A few days ago, a friend said she was worried that her daughter had been kidnapped by zombies because she hadn’t texted her as promised. I replied that this was an example of base rate neglect; the chances of a girl forgetting to text her mum are much higher than of her being kidnapped by zombies, even in London.
And then Bryan Caplan says that parents in Virginia should not worry that their sons will be imprisoned for normal teenage behaviour because of the state’s stupid laws because the chances of them being so are remote.
As statisticians, Bryan and I are bang right. As humans, however, we’re not. It is perfectly reasonable for parents to worry about their children, even if the statistics say otherwise. It’s easy to see how such a habit might have evolved. The stone-age mother who feared that every rustling of the trees hid a sabre-toothed tiger and who ran away with her child had children who grew to adulthood and who passed on risk-averse habits. The statistically literate mother who thought it was just the wind was right 99 times in 100, but her child was dead the 100th and became an evolutionary dead-end.
This erring on the side of caution is not, however, a universal trait. Many safety-obsessed parents voted for a reckless gamble on Brexit. The point broadens. We have different attitudes to risk in different domains: some people who enjoy risky sports avoid financial risk and vice versa; I never go into a bookie’s but have many times my salary invested in equities (at least in the winter); and many of us buy insurance but take gambles in other ways.
It’s not clear that such differences can be explained by the conventional textbook theory of risk aversion -which, as Matthew Rabin and Richard Thaler have pointed out (pdf), doesn’t make much sense anyway.
In thinking about their kids, parents focus heavily upon worst-case outcomes even if these are statistically improbable: I’m not sure this is wholly due to the availability bias Bryan describes but to a more reasonable desire to keep them alive. But in thinking about economic policy choices, those same parents might think: what have we got to lose?
Similarly, I don’t bet on horses because the coding doesn’t seem right to me: so what if I occasionally win £100 or even £1000? Such sums won’t change my life much but similar-sized losses would make me feel guilty (I haven’t wholly escaped my Methodist upbringing). Betting on shares, however, codes better for me. This isn’t because I believe there’s a big equity premium, but because the reasonable chance of being able to retire early appeals whilst the downside – working longer – is just about tolerable.
These differences in coding mean that, contrary to conventional theory, money is not fungible. Our house being burgled is not just different in degree from losing £100 on the gee-gees, but is different in kind. (This inference is strengthened if we throw mental accounting into the mix, as we should).

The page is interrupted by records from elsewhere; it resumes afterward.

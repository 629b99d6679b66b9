pub mod auth;
pub mod health;
pub mod leaderboard;
pub mod matches;
pub mod prediction;
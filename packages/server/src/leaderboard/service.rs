use std::collections::HashMap;

use common::{LeaderboardEntry, UserTotals, leaderboard::rank_standings};
use sea_orm::{
    ColumnTrait, ConnectionTrait, DbErr, EntityTrait, QueryFilter, QuerySelect,
};

use crate::entity::{prediction, user};

pub struct LeaderboardService<'a, C: ConnectionTrait> {
    conn: &'a C,
}

impl<'a, C: ConnectionTrait> LeaderboardService<'a, C> {
    pub fn new(conn: &'a C) -> Self {
        Self { conn }
    }

    /// Ranked standings of every user with at least one prediction.
    pub async fn standings(&self) -> Result<Vec<LeaderboardEntry>, DbErr> {
        let sums: Vec<(i32, i64, i64)> = prediction::Entity::find()
            .select_only()
            .column(prediction::Column::UserId)
            .column_as(prediction::Column::Points.sum(), "total_points")
            .column_as(prediction::Column::Id.count(), "prediction_count")
            .group_by(prediction::Column::UserId)
            .into_tuple()
            .all(self.conn)
            .await?;
        if sums.is_empty() {
            return Ok(Vec::new());
        }

        let user_ids: Vec<i32> = sums.iter().map(|(id, _, _)| *id).collect();
        let usernames: HashMap<i32, String> = user::Entity::find()
            .select_only()
            .column(user::Column::Id)
            .column(user::Column::Username)
            .filter(user::Column::Id.is_in(user_ids))
            .into_tuple::<(i32, String)>()
            .all(self.conn)
            .await?
            .into_iter()
            .collect();

        let totals = sums
            .into_iter()
            .filter_map(|(user_id, total_points, prediction_count)| {
                let username = usernames.get(&user_id)?.clone();
                Some(UserTotals {
                    user_id,
                    username,
                    total_points,
                    prediction_count,
                })
            })
            .collect();

        Ok(rank_standings(totals))
    }

    /// Sum of a single user's points; zero when they have no predictions.
    pub async fn total_points(&self, user_id: i32) -> Result<i64, DbErr> {
        let total: Option<Option<i64>> = prediction::Entity::find()
            .select_only()
            .column_as(prediction::Column::Points.sum(), "total_points")
            .filter(prediction::Column::UserId.eq(user_id))
            .into_tuple()
            .one(self.conn)
            .await?;
        Ok(total.flatten().unwrap_or(0))
    }
}
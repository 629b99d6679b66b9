mod v1;

use utoipa_axum::router::OpenApiRouter;
use utoipa_axum::routes;

use crate::handlers;
use crate::state::AppState;

pub fn api_routes() -> OpenApiRouter<AppState> {
    OpenApiRouter::new()
        .routes(routes!(handlers::health::health))
        .nest("/v1", v1::routes())
}
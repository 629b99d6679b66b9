use std::fmt;

use serde::{Deserialize, Serialize};

/// Stored result of a match that has not been played yet.
///
/// A genuine 0:0 final encodes to the same string, so the two states cannot be
/// told apart once persisted. Scoring treats both as "no result".
pub const UNPLAYED_SENTINEL: &str = "0:0";

/// A final score, home goals first.
#[derive(Clone, Copy, Debug, PartialEq, Eq, Hash, Serialize, Deserialize, utoipa::ToSchema)]
pub struct Scoreline {
    pub home: i32,
    pub away: i32,
}

impl Scoreline {
    pub fn new(home: i32, away: i32) -> Self {
        Self { home, away }
    }

    /// Widened so extreme stored scores cannot overflow.
    pub fn total_goals(&self) -> i64 {
        i64::from(self.home) + i64::from(self.away)
    }

    pub fn goal_difference(&self) -> i64 {
        i64::from(self.home) - i64::from(self.away)
    }
}

impl fmt::Display for Scoreline {
    fn fmt(&self, f: &mut fmt::Formatter<'_>) -> fmt::Result {
        write!(f, "{}:{}", self.home, self.away)
    }
}

/// Interpretation of a stored `"<home>:<away>"` result string.
#[derive(Clone, Copy, Debug, PartialEq, Eq)]
pub enum ParsedResult {
    /// Empty string or the `"0:0"` sentinel.
    Unplayed,
    /// A well-formed, non-sentinel score.
    Final(Scoreline),
    /// Anything else: wrong number of parts or a non-numeric component.
    Malformed,
}

impl ParsedResult {
    pub fn scoreline(&self) -> Option<Scoreline> {
        match self {
            Self::Final(score) => Some(*score),
            _ => None,
        }
    }
}

/// Parse a stored result string.
///
/// The sentinel check runs on the raw string before any splitting, so `"00:0"`
/// is a real (if odd) 0:0 final while `"0:0"` is not.
pub fn parse_result(raw: &str) -> ParsedResult {
    if raw.is_empty() || raw == UNPLAYED_SENTINEL {
        return ParsedResult::Unplayed;
    }

    let mut parts = raw.split(':');
    let (Some(home), Some(away), None) = (parts.next(), parts.next(), parts.next()) else {
        return ParsedResult::Malformed;
    };

    match (home.parse::<i32>(), away.parse::<i32>()) {
        (Ok(home), Ok(away)) => ParsedResult::Final(Scoreline::new(home, away)),
        _ => ParsedResult::Malformed,
    }
}

/// Encode feed goals into the stored result format.
///
/// Both goals must be present; otherwise the match is unplayed.
pub fn encode_result(home: Option<i32>, away: Option<i32>) -> String {
    match (home, away) {
        (Some(home), Some(away)) => Scoreline::new(home, away).to_string(),
        _ => UNPLAYED_SENTINEL.to_string(),
    }
}
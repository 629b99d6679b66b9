use std::time::Duration;

use sea_orm::sea_query::Index;
use sea_orm::{ConnectOptions, ConnectionTrait, Database, DatabaseConnection, DbErr};
use tracing::info;

use crate::entity::{football_match, prediction};

pub async fn init_db(db_url: &str) -> Result<DatabaseConnection, DbErr> {
    let mut opt = ConnectOptions::new(db_url.to_owned());

    // Set connection pool options
    opt.max_connections(20)
        .min_connections(1)
        .connect_timeout(Duration::from_secs(8))
        .acquire_timeout(Duration::from_secs(8))
        .idle_timeout(Duration::from_secs(8))
        .max_lifetime(Duration::from_secs(8))
        .sqlx_logging(true);

    let db = Database::connect(opt).await?;
    db.get_schema_registry("server::entity::*")
        .sync(&db)
        .await?;
    ensure_indexes(&db).await?;

    Ok(db)
}

/// Ensure the natural-key unique indexes exist.
///
/// These are the storage-level guard against concurrent duplicate inserts; the
/// existence checks done before inserting only produce nicer errors.
pub async fn ensure_indexes<C: ConnectionTrait>(db: &C) -> Result<(), DbErr> {
    let match_key = Index::create()
        .if_not_exists()
        .unique()
        .name("idx_football_match_natural_key")
        .table(football_match::Entity)
        .col(football_match::Column::HomeTeam)
        .col(football_match::Column::AwayTeam)
        .col(football_match::Column::Date)
        .to_owned();
    db.execute(&match_key).await?;

    let prediction_key = Index::create()
        .if_not_exists()
        .unique()
        .name("idx_prediction_user_match")
        .table(prediction::Entity)
        .col(prediction::Column::UserId)
        .col(prediction::Column::MatchId)
        .to_owned();
    db.execute(&prediction_key).await?;

    info!("Ensured natural-key indexes exist");
    Ok(())
}
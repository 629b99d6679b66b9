use mockito::{Matcher, Server};
use sea_orm::{EntityTrait, PaginatorTrait};
use serde_json::json;
use server::config::FeedConfig;
use server::entity::football_match;
use server::feed::{API_KEY_HEADER, FeedError, FixtureFeedClient};

use tokio::net::TcpListener;

use crate::common::{TEST_API_KEY, TestApp, feed_body, feed_entry, mock_feed_config, routes};

/// Base URL of a provider that accepts connections and never answers.
async fn silent_provider() -> String {
    let listener = TcpListener::bind("127.0.0.1:0").await.unwrap();
    let addr = listener.local_addr().unwrap();
    tokio::spawn(async move {
        let mut held = Vec::new();
        while let Ok((socket, _)) = listener.accept().await {
            held.push(socket);
        }
    });
    format!("http://{addr}")
}

fn silent_feed_config(base_url: &str) -> FeedConfig {
    FeedConfig {
        timeout_secs: 1,
        ..mock_feed_config(base_url)
    }
}

fn season_query() -> Matcher {
    Matcher::AllOf(vec![
        Matcher::UrlEncoded("league".into(), "39".into()),
        Matcher::UrlEncoded("season".into(), "2024".into()),
    ])
}

fn three_fixtures() -> String {
    feed_body(vec![
        feed_entry(
            "Manchester United",
            "Fulham",
            "2024-08-16T19:00:00+00:00",
            "Regular Season - 1",
            (Some(1), Some(0)),
        ),
        feed_entry(
            "Ipswich",
            "Liverpool",
            "yesterday evening",
            "Regular Season - 1",
            (Some(0), Some(2)),
        ),
        feed_entry(
            "Arsenal",
            "Wolves",
            "2024-08-17T14:00:00+00:00",
            "Regular Season - 1",
            (None, None),
        ),
    ])
}

mod client {
    use super::*;

    #[tokio::test]
    async fn requires_an_api_key() {
        let err = FixtureFeedClient::from_config(&FeedConfig::default())
            .expect_err("no key configured");
        assert!(matches!(err, FeedError::MissingApiKey));
    }

    #[tokio::test]
    async fn sends_key_and_season_and_parses_records() {
        let mut server = Server::new_async().await;
        let mock = server
            .mock("GET", "/fixtures")
            .match_query(season_query())
            .match_header(API_KEY_HEADER, TEST_API_KEY)
            .with_status(200)
            .with_header("content-type", "application/json")
            .with_body(three_fixtures())
            .create_async()
            .await;

        let client = FixtureFeedClient::from_config(&mock_feed_config(&server.url())).unwrap();
        let records = client.fetch_fixtures().await.unwrap();

        mock.assert_async().await;
        assert_eq!(records.len(), 2);
        assert_eq!(records[0].home_team, "Manchester United");
        assert_eq!(records[0].kickoff_key(), "2024-08-16T19:00:00Z");
        assert_eq!(records[0].result(), "1:0");
        assert_eq!(records[0].matchday(), 1);
        assert_eq!(records[1].result(), "0:0");
    }

    #[tokio::test]
    async fn non_success_status_is_an_error() {
        let mut server = Server::new_async().await;
        server
            .mock("GET", "/fixtures")
            .match_query(Matcher::Any)
            .with_status(500)
            .create_async()
            .await;

        let client = FixtureFeedClient::from_config(&mock_feed_config(&server.url())).unwrap();
        let err = client.fetch_fixtures().await.expect_err("server error");

        assert!(matches!(err, FeedError::Status(status) if status.as_u16() == 500));
    }

    #[tokio::test]
    async fn unresponsive_provider_times_out() {
        let base_url = silent_provider().await;
        let client = FixtureFeedClient::from_config(&silent_feed_config(&base_url)).unwrap();

        let err = client.fetch_fixtures().await.expect_err("request should time out");

        assert!(matches!(err, FeedError::Http(ref e) if e.is_timeout()), "{err}");
    }

    #[tokio::test]
    async fn provider_errors_are_reported() {
        let mut server = Server::new_async().await;
        server
            .mock("GET", "/fixtures")
            .match_query(Matcher::Any)
            .with_status(200)
            .with_body(
                json!({"errors": {"requests": "You have reached the request limit"}, "response": []})
                    .to_string(),
            )
            .create_async()
            .await;

        let client = FixtureFeedClient::from_config(&mock_feed_config(&server.url())).unwrap();
        let err = client.fetch_fixtures().await.expect_err("provider error");

        assert!(matches!(err, FeedError::Provider(_)));
    }
}

mod lazy_ingestion {
    use super::*;

    #[tokio::test]
    async fn listing_pulls_the_feed_and_is_idempotent() {
        let mut server = Server::new_async().await;
        let mock = server
            .mock("GET", "/fixtures")
            .match_query(season_query())
            .match_header(API_KEY_HEADER, TEST_API_KEY)
            .with_status(200)
            .with_body(three_fixtures())
            .expect(2)
            .create_async()
            .await;
        let app = TestApp::spawn_with_feed(mock_feed_config(&server.url())).await;

        let first = app.get_without_token(routes::MATCHES).await;
        let second = app.get_without_token(routes::MATCHES).await;

        mock.assert_async().await;
        assert_eq!(first.status, 200, "{}", first.text);
        assert_eq!(first.body["count"], 2);
        assert_eq!(second.body["count"], 2);

        let data = first.body["data"].as_array().unwrap();
        assert_eq!(data[0]["home_team"], "Manchester United");
        assert_eq!(data[0]["result"], "1:0");
        assert_eq!(data[0]["match_day"], 1);
        assert_eq!(data[0]["league"], "Premier League");
        assert_eq!(data[0]["season"], "2024");
        assert_eq!(data[1]["home_team"], "Arsenal");
        assert_eq!(data[1]["result"], "0:0");
    }

    #[tokio::test]
    async fn feed_failure_still_serves_stored_matches() {
        let mut server = Server::new_async().await;
        server
            .mock("GET", "/fixtures")
            .match_query(Matcher::Any)
            .with_status(503)
            .create_async()
            .await;
        let app = TestApp::spawn_with_feed(mock_feed_config(&server.url())).await;
        let token = app.create_authenticated_user("admin", "securepass").await;
        app.create_match(&token, "Arsenal", "Chelsea", "2024-09-14T11:30:00Z", 4, "")
            .await;

        let res = app.get_without_token(routes::MATCHES).await;

        assert_eq!(res.status, 200, "{}", res.text);
        assert_eq!(res.body["count"], 1);
    }

    #[tokio::test]
    async fn feed_timeout_still_serves_stored_matches() {
        let base_url = silent_provider().await;
        let app = TestApp::spawn_with_feed(silent_feed_config(&base_url)).await;
        let token = app.create_authenticated_user("admin", "securepass").await;
        app.create_match(&token, "Arsenal", "Chelsea", "2024-09-14T11:30:00Z", 4, "")
            .await;

        let res = app.get_without_token(routes::MATCHES).await;

        assert_eq!(res.status, 200, "{}", res.text);
        assert_eq!(res.body["count"], 1);
        assert_eq!(res.body["data"][0]["home_team"], "Arsenal");
    }

    #[tokio::test]
    async fn refresh_on_read_can_be_turned_off() {
        let mut server = Server::new_async().await;
        let mock = server
            .mock("GET", "/fixtures")
            .match_query(Matcher::Any)
            .with_status(200)
            .with_body(three_fixtures())
            .expect(0)
            .create_async()
            .await;
        let app = TestApp::spawn_with_feed(FeedConfig {
            refresh_on_read: false,
            ..mock_feed_config(&server.url())
        })
        .await;

        let res = app.get_without_token(routes::MATCHES).await;

        mock.assert_async().await;
        assert_eq!(res.body["count"], 0);
    }
}

mod sync {
    use super::*;

    #[tokio::test]
    async fn reports_inserted_then_skipped() {
        let mut server = Server::new_async().await;
        server
            .mock("GET", "/fixtures")
            .match_query(season_query())
            .with_status(200)
            .with_body(three_fixtures())
            .expect(2)
            .create_async()
            .await;
        let app = TestApp::spawn_with_feed(FeedConfig {
            refresh_on_read: false,
            ..mock_feed_config(&server.url())
        })
        .await;
        let token = app.create_authenticated_user("admin", "securepass").await;

        let first = app.post_with_token(routes::MATCHES_SYNC, &json!({}), &token).await;
        assert_eq!(first.status, 200, "{}", first.text);
        assert_eq!(first.body, json!({"inserted": 2, "skipped": 0, "failed": 0}));

        let second = app.post_with_token(routes::MATCHES_SYNC, &json!({}), &token).await;
        assert_eq!(second.body, json!({"inserted": 0, "skipped": 2, "failed": 0}));

        let stored = football_match::Entity::find().count(&app.db).await.unwrap();
        assert_eq!(stored, 2);
    }

    #[tokio::test]
    async fn feed_failure_is_a_bad_gateway() {
        let mut server = Server::new_async().await;
        server
            .mock("GET", "/fixtures")
            .match_query(Matcher::Any)
            .with_status(200)
            .with_body("<html>maintenance</html>")
            .create_async()
            .await;
        let app = TestApp::spawn_with_feed(mock_feed_config(&server.url())).await;
        let token = app.create_authenticated_user("admin", "securepass").await;

        let res = app.post_with_token(routes::MATCHES_SYNC, &json!({}), &token).await;

        assert_eq!(res.status, 502);
        assert_eq!(res.body["code"], "UPSTREAM_ERROR");
    }

    #[tokio::test]
    async fn ingested_results_score_predictions() {
        let mut server = Server::new_async().await;
        server
            .mock("GET", "/fixtures")
            .match_query(Matcher::Any)
            .with_status(200)
            .with_body(three_fixtures())
            .create_async()
            .await;
        let app = TestApp::spawn_with_feed(FeedConfig {
            refresh_on_read: false,
            ..mock_feed_config(&server.url())
        })
        .await;
        let token = app.create_authenticated_user("alice", "securepass").await;
        let sync = app.post_with_token(routes::MATCHES_SYNC, &json!({}), &token).await;
        assert_eq!(sync.status, 200, "{}", sync.text);

        let matches = app.get_without_token(routes::MATCHES).await;
        let finished = matches.body["data"][0]["id"].as_i64().unwrap() as i32;

        let res = app
            .post_with_token(
                routes::PREDICTIONS,
                &json!({"match_id": finished, "predicted_score_home": 1, "predicted_score_away": 0}),
                &token,
            )
            .await;

        assert_eq!(res.status, 201, "{}", res.text);
        assert_eq!(res.body["points"], 20);
    }
}
use utoipa_axum::router::OpenApiRouter;
use utoipa_axum::routes;

use crate::handlers;
use crate::state::AppState;

pub fn routes() -> OpenApiRouter<AppState> {
    OpenApiRouter::new()
        .nest("/auth", auth_routes())
        .nest("/matches", match_routes())
        .nest("/predictions", prediction_routes())
        .routes(routes!(handlers::prediction::list_my_predictions))
        .routes(routes!(handlers::leaderboard::get_leaderboard))
}

fn auth_routes() -> OpenApiRouter<AppState> {
    OpenApiRouter::new()
        .routes(routes!(handlers::auth::register))
        .routes(routes!(handlers::auth::login))
        .routes(routes!(handlers::auth::me))
        .routes(routes!(handlers::auth::refresh))
}

fn match_routes() -> OpenApiRouter<AppState> {
    OpenApiRouter::new()
        .routes(routes!(
            handlers::matches::list_matches,
            handlers::matches::create_matches
        ))
        .routes(routes!(handlers::matches::list_by_gameweek))
        .routes(routes!(handlers::matches::get_match_details))
        .routes(routes!(handlers::matches::sync_matches))
}

fn prediction_routes() -> OpenApiRouter<AppState> {
    OpenApiRouter::new()
        .routes(routes!(handlers::prediction::create_prediction))
        .routes(routes!(
            handlers::prediction::get_prediction,
            handlers::prediction::update_prediction
        ))
}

Maybe attitudes to risk can’t be reduced to simple maths but instead depend upon our imaginations, which vary from context to context.
What’s more, in the real world it might be tricky to distinguish between perceptions of risk and tastes thereof. Is the mother worrying about her child really mistaken about numerical probabilities, or is she just very risk averse? What looks like a mistake might actually be a useful way of protecting the child.
I guess the point I’m groping towards is that this is one arena in which there is a gulf between conventional economics and real human beings – and perhaps the humans aren’t wholly wrong.